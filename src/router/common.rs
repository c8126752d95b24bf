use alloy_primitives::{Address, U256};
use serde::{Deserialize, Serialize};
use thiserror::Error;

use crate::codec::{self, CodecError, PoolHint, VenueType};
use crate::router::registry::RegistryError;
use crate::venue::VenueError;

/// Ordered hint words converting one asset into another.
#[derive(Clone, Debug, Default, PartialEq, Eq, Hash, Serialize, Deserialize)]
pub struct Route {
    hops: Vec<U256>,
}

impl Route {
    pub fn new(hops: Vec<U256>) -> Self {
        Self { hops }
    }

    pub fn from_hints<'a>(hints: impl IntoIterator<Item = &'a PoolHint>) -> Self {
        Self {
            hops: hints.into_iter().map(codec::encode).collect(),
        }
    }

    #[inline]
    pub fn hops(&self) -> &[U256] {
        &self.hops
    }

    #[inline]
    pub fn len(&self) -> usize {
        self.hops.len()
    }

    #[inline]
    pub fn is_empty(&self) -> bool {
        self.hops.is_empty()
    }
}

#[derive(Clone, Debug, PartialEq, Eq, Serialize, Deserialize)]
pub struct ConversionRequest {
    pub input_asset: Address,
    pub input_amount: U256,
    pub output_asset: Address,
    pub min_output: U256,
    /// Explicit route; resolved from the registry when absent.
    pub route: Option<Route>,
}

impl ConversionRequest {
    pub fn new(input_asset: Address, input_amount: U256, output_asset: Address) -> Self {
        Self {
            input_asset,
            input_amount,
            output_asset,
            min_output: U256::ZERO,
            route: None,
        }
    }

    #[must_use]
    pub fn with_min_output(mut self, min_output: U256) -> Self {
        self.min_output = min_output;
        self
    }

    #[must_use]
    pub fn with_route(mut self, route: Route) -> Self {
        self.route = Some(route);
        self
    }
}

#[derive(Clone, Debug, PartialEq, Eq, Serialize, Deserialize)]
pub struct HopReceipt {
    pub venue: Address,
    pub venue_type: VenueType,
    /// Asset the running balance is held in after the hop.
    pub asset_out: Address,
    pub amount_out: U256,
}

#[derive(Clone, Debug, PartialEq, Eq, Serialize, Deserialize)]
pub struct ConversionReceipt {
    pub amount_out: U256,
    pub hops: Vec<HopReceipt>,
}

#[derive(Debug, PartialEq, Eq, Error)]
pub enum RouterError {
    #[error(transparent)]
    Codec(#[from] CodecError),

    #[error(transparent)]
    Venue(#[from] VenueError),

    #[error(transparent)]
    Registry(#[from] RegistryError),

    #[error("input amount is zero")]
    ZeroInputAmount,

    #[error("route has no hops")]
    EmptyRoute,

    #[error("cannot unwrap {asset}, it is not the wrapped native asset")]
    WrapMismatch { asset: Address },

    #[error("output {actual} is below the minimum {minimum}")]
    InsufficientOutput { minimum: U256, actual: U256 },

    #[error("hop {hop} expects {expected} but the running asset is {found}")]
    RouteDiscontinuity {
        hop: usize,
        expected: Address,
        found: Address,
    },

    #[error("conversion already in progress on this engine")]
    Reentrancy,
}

........

#### [Work task]
The answer must consist of every line from the listing above that includes the word "HopReceipt".

#### [Result for this task]
pub struct HopReceipt {
    pub hops: Vec<HopReceipt>,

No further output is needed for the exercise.